At the end of this day we 
- Explore our dataset
- Make some plots to check different variables
- Select interesting features to apply ML algorithms
- Fill missing values
- Transform some feature to more infomative variables

[Pandas cheatsheet](https://github.com/creyesp/houses-project/blob/add-binder-configs/pandas_cheatsheet.md)


## What are some questions that I can answer with this dataset?
Understand your dataset is the fist step of any datascience project. You need to know the limitations and make a list of posible question that could be answering with this dataset.

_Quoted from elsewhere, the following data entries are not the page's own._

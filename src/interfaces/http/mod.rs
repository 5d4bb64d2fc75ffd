//! HTTP interface: router, shared state, and error-to-response mapping.

pub mod api;
pub mod pages;
pub mod render;

use crate::application::engine::PredictionEngine;
use crate::domain::errors::PipelineError;
use crate::infrastructure::SessionStore;
use axum::Router;
use axum::http::StatusCode;
use axum::response::{IntoResponse, Json, Response};
use axum::routing::{get, post};
use serde_json::json;
use std::sync::Arc;

#[derive(Clone)]
pub struct AppState {
    pub engine: Arc<PredictionEngine>,
    pub sessions: SessionStore,
}

impl AppState {
    pub fn new(engine: Arc<PredictionEngine>) -> Self {
        Self {
            engine,
            sessions: SessionStore::new(),
        }
    }
}

pub fn router(state: AppState) -> Router {
    Router::new()
        .route("/", get(pages::index))
        .route("/predict", get(pages::predict_form).post(pages::predict_submit))
        .route("/results", get(pages::results))
        .route("/dashboard", get(pages::dashboard))
        .route("/api/predict", post(api::predict))
        .route("/health", get(api::health))
        .with_state(state)
}

/// Request-boundary error: everything the prediction path can fail with is
/// surfaced as a JSON `{error}` body with a server-error status, matching
/// the API contract. No structured codes distinguish failure causes.
#[derive(Debug)]
pub struct ApiError(pub String);

impl From<PipelineError> for ApiError {
    fn from(err: PipelineError) -> Self {
        Self(err.to_string())
    }
}

impl IntoResponse for ApiError {
    fn into_response(self) -> Response {
        (
            StatusCode::INTERNAL_SERVER_ERROR,
            Json(json!({ "error": self.0 })),
        )
            .into_response()
    }
}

These question can reduce, expande or modify the scope of our project.

examples: 
- We could have great ideas but poor data
- We could have incorect question for our dataset
- We could have a rich dataset ....

**Data**: 
- We have a set of features of houses for sale in a specific time windows.  

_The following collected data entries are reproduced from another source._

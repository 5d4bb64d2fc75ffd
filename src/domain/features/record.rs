//! Typed feature record and coercion from untyped request input.

use super::schema;
use serde::{Deserialize, Serialize};
use serde_json::{Map, Value};

/// One fully-typed input row, covering all 16 schema features exactly once.
///
/// Categorical values are carried as raw strings: they are deliberately NOT
/// validated against the schema's allowed-value set here. The one-hot stage
/// of the fitted transform zeroes unknown values and the ordinal stage
/// rejects them, matching the behavior of the original pipeline.
#[derive(Debug, Clone, PartialEq, Serialize, Deserialize)]
pub struct FeatureRecord {
    pub job: String,
    pub marital: String,
    pub education: String,
    pub default: String,
    pub housing: String,
    pub loan: String,
    pub contact: String,
    pub month: String,
    pub poutcome: String,
    pub age: f64,
    pub balance: f64,
    pub day: f64,
    pub duration: f64,
    pub campaign: f64,
    pub pdays: f64,
    pub previous: f64,
}

impl FeatureRecord {
    /// Builds a record from an untyped key-value map (form fields or a JSON
    /// body). Never fails: absent or unparseable numeric values fall back
    /// to the feature's declared default, categoricals pass through.
    pub fn coerce(raw: &Map<String, Value>) -> Self {
        Self {
            job: categorical_value(raw, "job"),
            marital: categorical_value(raw, "marital"),
            education: categorical_value(raw, "education"),
            default: categorical_value(raw, "default"),
            housing: categorical_value(raw, "housing"),
            loan: categorical_value(raw, "loan"),
            contact: categorical_value(raw, "contact"),
            month: categorical_value(raw, "month"),
            poutcome: categorical_value(raw, "poutcome"),
            age: numerical_value(raw, "age"),
            balance: numerical_value(raw, "balance"),
            day: numerical_value(raw, "day"),
            duration: numerical_value(raw, "duration"),
            campaign: numerical_value(raw, "campaign"),
            pdays: numerical_value(raw, "pdays"),
            previous: numerical_value(raw, "previous"),
        }
    }

    /// Categorical values in fitted transform order: one-hot block first,
    /// then the ordinal block.
    pub fn one_hot_values(&self) -> [&str; 4] {
        [&self.job, &self.marital, &self.contact, &self.month]
    }

    pub fn ordinal_values(&self) -> [&str; 5] {
        [
            &self.default,
            &self.housing,
            &self.loan,
            &self.education,
            &self.poutcome,
        ]
    }

    /// Numerical values in schema (and fitted transform) order.
    pub fn numerical_values(&self) -> [f64; 7] {
        [
            self.age,
            self.balance,
            self.day,
            self.duration,
            self.campaign,
            self.pdays,
            self.previous,
        ]
    }
}

fn categorical_value(raw: &Map<String, Value>, name: &str) -> String {
    match raw.get(name) {
        Some(Value::String(s)) => s.clone(),
        Some(Value::Number(n)) => n.to_string(),
        Some(Value::Bool(b)) => b.to_string(),
        _ => String::new(),
    }
}

fn numerical_value(raw: &Map<String, Value>, name: &str) -> f64 {
    let parsed = match raw.get(name) {
        Some(Value::Number(n)) => n.as_f64(),
        Some(Value::String(s)) => s.trim().parse::<f64>().ok(),
        _ => None,
    };
    match parsed {
        Some(v) if v.is_finite() => v,
        _ => schema::numerical_default(name),
    }
}

#[cfg(test)]
mod tests {
    use super::*;
    use serde_json::json;

    fn raw(value: Value) -> Map<String, Value> {
        value.as_object().unwrap().clone()
    }

    #[test]
    fn test_coerce_full_input() {
        let record = FeatureRecord::coerce(&raw(json!({
            "job": "technician",
            "marital": "single",
            "education": "tertiary",
            "default": "no",
            "housing": "yes",
            "loan": "no",
            "contact": "cellular",
            "month": "may",
            "poutcome": "unknown",
            "age": 42,
            "balance": "1500.5",
            "day": 5,
            "duration": 180,
            "campaign": 2,
            "pdays": -1,
            "previous": 0
        })));
        assert_eq!(record.job, "technician");
        assert_eq!(record.age, 42.0);
        assert_eq!(record.balance, 1500.5);
        assert_eq!(record.pdays, -1.0);
    }

    #[test]
    fn test_unparseable_numeric_falls_back_to_default() {
        let record = FeatureRecord::coerce(&raw(json!({
            "age": "not a number",
            "duration": "",
            "pdays": null
        })));
        assert_eq!(record.age, 30.0);
        assert_eq!(record.duration, 300.0);
        assert_eq!(record.pdays, -1.0);
    }

    #[test]
    fn test_missing_keys_use_defaults() {
        let record = FeatureRecord::coerce(&Map::new());
        assert_eq!(record.age, 30.0);
        assert_eq!(record.balance, 0.0);
        assert_eq!(record.day, 15.0);
        assert_eq!(record.duration, 300.0);
        assert_eq!(record.campaign, 3.0);
        assert_eq!(record.pdays, -1.0);
        assert_eq!(record.previous, 0.0);
        assert_eq!(record.job, "");
    }

    #[test]
    fn test_non_finite_numeric_rejected() {
        let record = FeatureRecord::coerce(&raw(json!({ "balance": "NaN", "age": "inf" })));
        assert_eq!(record.balance, 0.0);
        assert_eq!(record.age, 30.0);
    }

    #[test]
    fn test_categorical_passes_through_unvalidated() {
        let record = FeatureRecord::coerce(&raw(json!({ "job": "astronaut" })));
        assert_eq!(record.job, "astronaut");
    }

    #[test]
    fn test_record_covers_all_schema_features() {
        let record = FeatureRecord::coerce(&Map::new());
        let value = serde_json::to_value(&record).unwrap();
        let keys = value.as_object().unwrap();
        assert_eq!(keys.len(), 16);
        for feature in crate::domain::features::schema::CATEGORICAL_FEATURES {
            assert!(keys.contains_key(feature.name), "missing {}", feature.name);
        }
        for feature in crate::domain::features::schema::NUMERICAL_FEATURES {
            assert!(keys.contains_key(feature.name), "missing {}", feature.name);
        }
    }
}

**Business question/objective**:
- **New infocasas functionality**: Is it possible to offer an estimated price for selling given house characteristics (uploaded by owner in the webpage) without asking an appraiser? 

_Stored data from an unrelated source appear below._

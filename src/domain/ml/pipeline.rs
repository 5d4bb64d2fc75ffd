//! Fitted prediction pipeline: preprocessing transform + logistic classifier.
//!
//! The whole pipeline is serialized as one serde_json artifact, written by
//! the `train` binary and loaded read-only at server start.

use crate::domain::errors::PipelineError;
use crate::domain::features::FeatureRecord;
use serde::{Deserialize, Serialize};
use smartcore::linalg::basic::arrays::Array;
use smartcore::linalg::basic::matrix::DenseMatrix;
use smartcore::linear::logistic_regression::{LogisticRegression, LogisticRegressionParameters};
use std::fs::File;
use std::io::BufReader;
use std::path::Path;

use super::preprocess::Preprocessor;

type Classifier = LogisticRegression<f64, i64, DenseMatrix<f64>, Vec<i64>>;

#[derive(Debug, Serialize, Deserialize)]
pub struct Pipeline {
    preprocessor: Preprocessor,
    classifier: Classifier,
    /// Transformed feature-vector width the classifier was fitted on.
    n_features: usize,
}

impl Pipeline {
    /// Fits the preprocessing transform and the classifier on labeled
    /// records. Labels are 0 (no) / 1 (yes).
    pub fn fit(records: &[FeatureRecord], labels: &[i64]) -> Result<Self, PipelineError> {
        if records.is_empty() || records.len() != labels.len() {
            return Err(PipelineError::Training {
                reason: format!(
                    "need equal non-zero rows and labels, got {} rows and {} labels",
                    records.len(),
                    labels.len()
                ),
            });
        }
        let preprocessor = Preprocessor::fit(records);
        let mut rows = Vec::with_capacity(records.len());
        for record in records {
            rows.push(preprocessor.transform(record)?);
        }
        let n_features = preprocessor.output_len();
        let x = DenseMatrix::from_2d_vec(&rows).map_err(|e| PipelineError::Training {
            reason: format!("matrix construction failed: {e}"),
        })?;
        let y = labels.to_vec();
        let classifier = LogisticRegression::fit(&x, &y, LogisticRegressionParameters::default())
            .map_err(|e| PipelineError::Training {
                reason: e.to_string(),
            })?;
        Ok(Self {
            preprocessor,
            classifier,
            n_features,
        })
    }

    /// Runs one record through the transform and classifier, returning the
    /// classifier's own label and the two-class probability vector
    /// (index 0 = "no", index 1 = "yes").
    pub fn predict(&self, record: &FeatureRecord) -> Result<(i64, [f64; 2]), PipelineError> {
        let features = self.preprocessor.transform(record)?;
        if features.len() != self.n_features {
            return Err(PipelineError::ShapeMismatch {
                expected: self.n_features,
                actual: features.len(),
            });
        }
        let p1 = sigmoid(self.decision_value(&features));
        let input = DenseMatrix::from_2d_vec(&vec![features]).map_err(|e| {
            PipelineError::Inference {
                reason: format!("matrix construction failed: {e}"),
            }
        })?;
        let labels = self
            .classifier
            .predict(&input)
            .map_err(|e| PipelineError::Inference {
                reason: e.to_string(),
            })?;
        let label = *labels.first().ok_or_else(|| PipelineError::Inference {
            reason: "no prediction returned".to_string(),
        })?;
        Ok((label, [1.0 - p1, p1]))
    }

    /// Linear decision value w·x + b from the fitted coefficients. Handles
    /// both coefficient orientations smartcore may store for binary models.
    fn decision_value(&self, features: &[f64]) -> f64 {
        let coef = self.classifier.coefficients();
        let (rows, _cols) = coef.shape();
        let weight = |j: usize| -> f64 {
            if rows == 1 {
                *coef.get((0, j))
            } else {
                *coef.get((j, 0))
            }
        };
        let bias = *self.classifier.intercept().get((0, 0));
        features
            .iter()
            .enumerate()
            .map(|(j, v)| v * weight(j))
            .sum::<f64>()
            + bias
    }

    pub fn n_features(&self) -> usize {
        self.n_features
    }

    pub fn save(&self, path: &Path) -> Result<(), PipelineError> {
        let write_err = |reason: String| PipelineError::ArtifactWrite {
            path: path.display().to_string(),
            reason,
        };
        if let Some(parent) = path.parent() {
            std::fs::create_dir_all(parent).map_err(|e| write_err(e.to_string()))?;
        }
        let file = File::create(path).map_err(|e| write_err(e.to_string()))?;
        serde_json::to_writer(file, self).map_err(|e| write_err(e.to_string()))
    }

    pub fn load(path: &Path) -> Result<Self, PipelineError> {
        if !path.exists() {
            return Err(PipelineError::ArtifactMissing {
                path: path.display().to_string(),
            });
        }
        let load_err = |reason: String| PipelineError::ArtifactLoad {
            path: path.display().to_string(),
            reason,
        };
        let file = File::open(path).map_err(|e| load_err(e.to_string()))?;
        serde_json::from_reader(BufReader::new(file)).map_err(|e| load_err(e.to_string()))
    }
}

fn sigmoid(z: f64) -> f64 {
    1.0 / (1.0 + (-z).exp())
}

#[cfg(test)]
mod tests {
    use super::*;
    use serde_json::json;

    fn record(duration: f64, job: &str) -> FeatureRecord {
        let raw = json!({
            "job": job,
            "marital": "married",
            "education": "secondary",
            "default": "no",
            "housing": "yes",
            "loan": "no",
            "contact": "cellular",
            "month": "may",
            "poutcome": "unknown",
            "age": 35,
            "balance": 500,
            "day": 15,
            "duration": duration,
            "campaign": 2,
            "pdays": -1,
            "previous": 0
        });
        FeatureRecord::coerce(raw.as_object().unwrap())
    }

    /// Tiny separable training set: long calls subscribe, short calls don't.
    fn fitted() -> Pipeline {
        let mut records = Vec::new();
        let mut labels = Vec::new();
        for i in 0..10 {
            records.push(record(20.0 + i as f64 * 10.0, "blue-collar"));
            labels.push(0);
            records.push(record(900.0 + i as f64 * 10.0, "management"));
            labels.push(1);
        }
        Pipeline::fit(&records, &labels).unwrap()
    }

    #[test]
    fn test_proba_sums_to_one_and_label_in_range() {
        let pipeline = fitted();
        for duration in [10.0, 120.0, 450.0, 950.0] {
            let (label, proba) = pipeline.predict(&record(duration, "management")).unwrap();
            assert!(label == 0 || label == 1);
            assert!((proba[0] + proba[1] - 1.0).abs() < 1e-9);
            assert!(proba[0] >= 0.0 && proba[0] <= 1.0);
        }
    }

    #[test]
    fn test_label_agrees_with_probability() {
        let pipeline = fitted();
        for duration in [30.0, 80.0, 920.0, 990.0] {
            let (label, proba) = pipeline.predict(&record(duration, "management")).unwrap();
            assert_eq!(label == 1, proba[1] > 0.5, "duration {duration}");
        }
    }

    #[test]
    fn test_separable_data_is_separated() {
        let pipeline = fitted();
        let (label, proba) = pipeline.predict(&record(950.0, "management")).unwrap();
        assert_eq!(label, 1);
        assert!(proba[1] > 0.5);
        let (label, proba) = pipeline.predict(&record(30.0, "blue-collar")).unwrap();
        assert_eq!(label, 0);
        assert!(proba[1] < 0.5);
    }

    #[test]
    fn test_unseen_one_hot_category_still_predicts() {
        let pipeline = fitted();
        // "student" never appeared in the training set: zeroed block.
        let result = pipeline.predict(&record(950.0, "student"));
        assert!(result.is_ok());
    }

    #[test]
    fn test_unknown_ordinal_category_errors() {
        let pipeline = fitted();
        let mut bad = record(950.0, "management");
        bad.default = "maybe".to_string();
        let err = pipeline.predict(&bad).unwrap_err();
        assert!(matches!(err, PipelineError::UnknownCategory { .. }));
    }

    #[test]
    fn test_load_missing_artifact() {
        let err = Pipeline::load(Path::new("/nonexistent/model.json")).unwrap_err();
        assert!(matches!(err, PipelineError::ArtifactMissing { .. }));
    }
}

# Exploratory data analysis
- How many rows are in our dataset?
- How many columns are in our dataset?
- What data types are in the columns?
- are there missing values in the dataset? Do we infer missing values? how?
- are there outlier values? 

Data types:
- **Numeric**:
    - *Discrete*: variables that have finite posible values.
    - *Continuous*:  variables that can have an infinite number of possible values
- **Categorical, variables that have 2 or more possible values**:
    - *Ordinal*: these values have a meaningful order or rank. Ex. marks, A, B, C
    - *Nominal*: the order of those values have no meaning. Ex, names
    - *Binary or Dichotomous*: only 2 posible values, 1/0
- **Unstructured**:
    - *text*

In [None]:
import numpy as np
import pandas as pd
import matplotlib.pyplot as plt
import seaborn as sns

# Custom module
import handson

%matplotlib notebook

pd.options.display.float_format = '{:.2f}'.format
pd.options.display.max_columns = None


## Load dataset


In [None]:
path_file = '../data/preprocessed/dataset.csv'

# Read csv file and assign to df variable
df = pd.read_csv(path_file)
df = df.loc[df['precio']< 1.5e6, :]

## General information about our dataset

In [None]:
# Check the neme of columns (features)
df.columns

In [None]:
# Look at the first 5 row of our dataset
df.head()

In [None]:
# Get number of rows and columns
df.shape

In [None]:
# Get data types of columns
df.dtypes

In [None]:
# Check if there are missing values in each columns
df.isnull().any()

In [None]:
# Get percentage of missing values from each columns
df.notnull().sum() / df.shape[0] * 100

In [None]:
# Get number of unique values for each feature
df.nunique()

## Statistic resume
### Numeric variables
Look at statistic info for each columns and check which columns has unusual behavior. 
- Are all positive values?
- is standard deviation different to zero?
- How long is percetil 75 from max?

In [None]:
# Get a resume of numerical columns from our dataset
df.describe()

In [None]:
df.quantile([0.01, 0.95]).transpose()

### Categeries resume

In [None]:
# Get a resume of no numerical columns from our dataset. 
# Hint: use include='O' as argument in resume function

df.describe(include='O')


## Visualization
[Seaborn](https://seaborn.pydata.org/) is a very useful package to make EDA (built on [Matplotlib](https://matplotlib.org/)), it's a statistical data visualization package and it's easy to create univarible and bivarible plots.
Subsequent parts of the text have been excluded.